No, you may not touch it. But I will tell you all about it!

First off, my pretty pretty iPad is an art object. It doesn’t feel like a machine at all: It’s streamlined, just heavy enough to have some presence, but small enough to be intimate. It is not light enough to hold in one hand; that’ll make your wrist hurt. It’s the perfect size for two people to enjoy (with some support).

The overall actions of the interface make the machine feel really magical—everything happens silently and with a beautifully lit animation. When I first logged in, all of the icons gently flew into place from the corners of the screen—not so quickly—and it felt very welcoming. Like something very efficient and very elegant was happening. The screen is huge, bright, and crisp with rich, vibrant color. There is a single external speaker at the bottom of the unit, by the home key, which means it’s actually to the left or right as you’re watching a movie. It’s not got a big sound, but I don’t think it’s meant to.

Kitty on desktop

(Yes, I have my kitty on my desktop. Shut up.)

Although this machine is all about the emotional factor of its experience, things get a little weird when having to deal with the rest of the computing world.

First off, the initial setup bothered me. Based on the advance press, I had thought this was meant to be used as a primary computer by a family who doesn’t want another computer, but when I activated the unit, the screen asked me to plug the unit into my computer and open iTunes, where I had to register my iPad with Apple and my iTunes account. Then I was sent through a beg screen asking if I wanted to sign up for MobileMe (no), and then begin the process of syncing all my crap. What bothers me about this is that you are assumed to have another computer to begin with, and you have to tether it to iTunes before being allowed to even get to the springboard. You are very much coerced into buying stuff for your machine from moment one.

Another real problem is that there is absolutely no support for multiple user accounts, even though this is clearly a family machine. My partner Su and I use two different suites of apps and two different iTunes accounts to manage them, so if we’re going to use this as a family unit, we’ll need to force ourselves out of the one-account-per-person model Apple forced us until a few years ago and create a third family iTunes account, or let each others’ iTunes accounts talk to each other. Still, not optimal, as we’ll forever be stumbling over each others’ apps.

On top of that, iTunes doesn’t reliably do what it says it will: Su had downloaded a copy of Instapaper authorized to his iTunes account, while the rest of the apps were authorized under mine. iTunes told me that unless we authorized under Su’s account, Instapaper would be erased, so we clicked okay to see how that would be handled. Instapaper remained right where it was on the iPad springboard, neither synced nor erased. I’m not sure why this inconsistency is happening; it feels like a mistake.

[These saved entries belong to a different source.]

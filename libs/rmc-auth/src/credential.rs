use std::time::{Duration, Instant};

use rmc_utils::SecretString;

/// Longest lifetime a credential is cached for; token responses claiming
/// more are rejected.
pub const MAX_TOKEN_LIFETIME: Duration = Duration::from_secs(366 * 24 * 60 * 60);

/// The single cached bearer token.
///
/// `expires_at` already has the safety margin taken off, so validity is a
/// plain comparison against the current time.
#[derive(Debug, Clone)]
pub struct CachedCredential {
    token: SecretString,
    issued_at: Instant,
    expires_at: Instant,
}

impl CachedCredential {
    /// `expires_at = issued_at + lifetime - margin`, never earlier than `issued_at`.
    ///
    /// `lifetime` is capped at [`MAX_TOKEN_LIFETIME`]; an expiry the clock
    /// cannot represent leaves the credential already expired.
    #[must_use]
    pub fn new(token: SecretString, issued_at: Instant, lifetime: Duration, margin: Duration) -> Self {
        let usable = lifetime.min(MAX_TOKEN_LIFETIME).saturating_sub(margin);
        Self {
            token,
            issued_at,
            expires_at: issued_at.checked_add(usable).unwrap_or(issued_at),
        }
    }

    #[must_use]
    pub fn token(&self) -> &SecretString {
        &self.token
    }

    #[must_use]
    pub fn issued_at(&self) -> Instant {
        self.issued_at
    }

    #[must_use]
    pub fn expires_at(&self) -> Instant {
        self.expires_at
    }

    /// Valid iff `now` is strictly before the expiry.
    #[must_use]
    pub fn is_valid_at(&self, now: Instant) -> bool {
        now < self.expires_at
    }
}

#[cfg(test)]
#[cfg_attr(coverage_nightly, coverage(off))]
mod tests {
    use super::*;

    const MARGIN: Duration = Duration::from_secs(60);

    #[test]
    fn expiry_subtracts_margin() {
        let t0 = Instant::now();
        let c = CachedCredential::new(SecretString::new("abc"), t0, Duration::from_secs(3600), MARGIN);
        assert_eq!(c.expires_at() - c.issued_at(), Duration::from_secs(3540));
    }

    #[test]
    fn validity_is_strict() {
        let t0 = Instant::now();
        let c = CachedCredential::new(SecretString::new("abc"), t0, Duration::from_secs(120), MARGIN);
        assert!(c.is_valid_at(t0 + Duration::from_secs(59)));
        assert!(!c.is_valid_at(t0 + Duration::from_secs(60)));
        assert!(!c.is_valid_at(t0 + Duration::from_secs(61)));
    }

    #[test]
    fn short_lifetime_saturates_at_issue_time() {
        let t0 = Instant::now();
        let c = CachedCredential::new(SecretString::new("abc"), t0, Duration::from_secs(30), MARGIN);
        assert_eq!(c.expires_at(), t0);
        assert!(!c.is_valid_at(t0));
    }

    #[test]
    fn huge_lifetime_is_capped_without_overflow() {
        let t0 = Instant::now();
        let c = CachedCredential::new(SecretString::new("abc"), t0, Duration::MAX, MARGIN);
        assert_eq!(c.expires_at().duration_since(t0), MAX_TOKEN_LIFETIME.saturating_sub(MARGIN));
        assert!(c.is_valid_at(t0));
    }

    #[test]
    fn debug_redacts_token() {
        let c = CachedCredential::new(
            SecretString::new("super-secret-token"),
            Instant::now(),
            Duration::from_secs(3600),
            MARGIN,
        );
        assert!(!format!("{c:?}").contains("super-secret-token"));
    }
}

Power management is another issue. The first thing you expect to do—since the cable looks and acts just like an iPod or iPhone cable—is hook the unit up to your machine via a USB port and start charging. However, I couldn’t. I tried in three different USB ports, but I still got a message by the battery indicator saying “Not Charging.” What gives? According to this Apple Knowledge Base Article, it turns out that some USB ports don’t have the power to charge this thing, but there’s no warning or notification of that, and the “Not Charging” message is unclear enough that someone could misconstrue that to mean it’s fully charged. (I did, and it was because my machine was at 98% of a full charge when I plugged it in.) What happens to the user who isn’t brave enough to poke at their machines to see why things aren’t connecting or charging?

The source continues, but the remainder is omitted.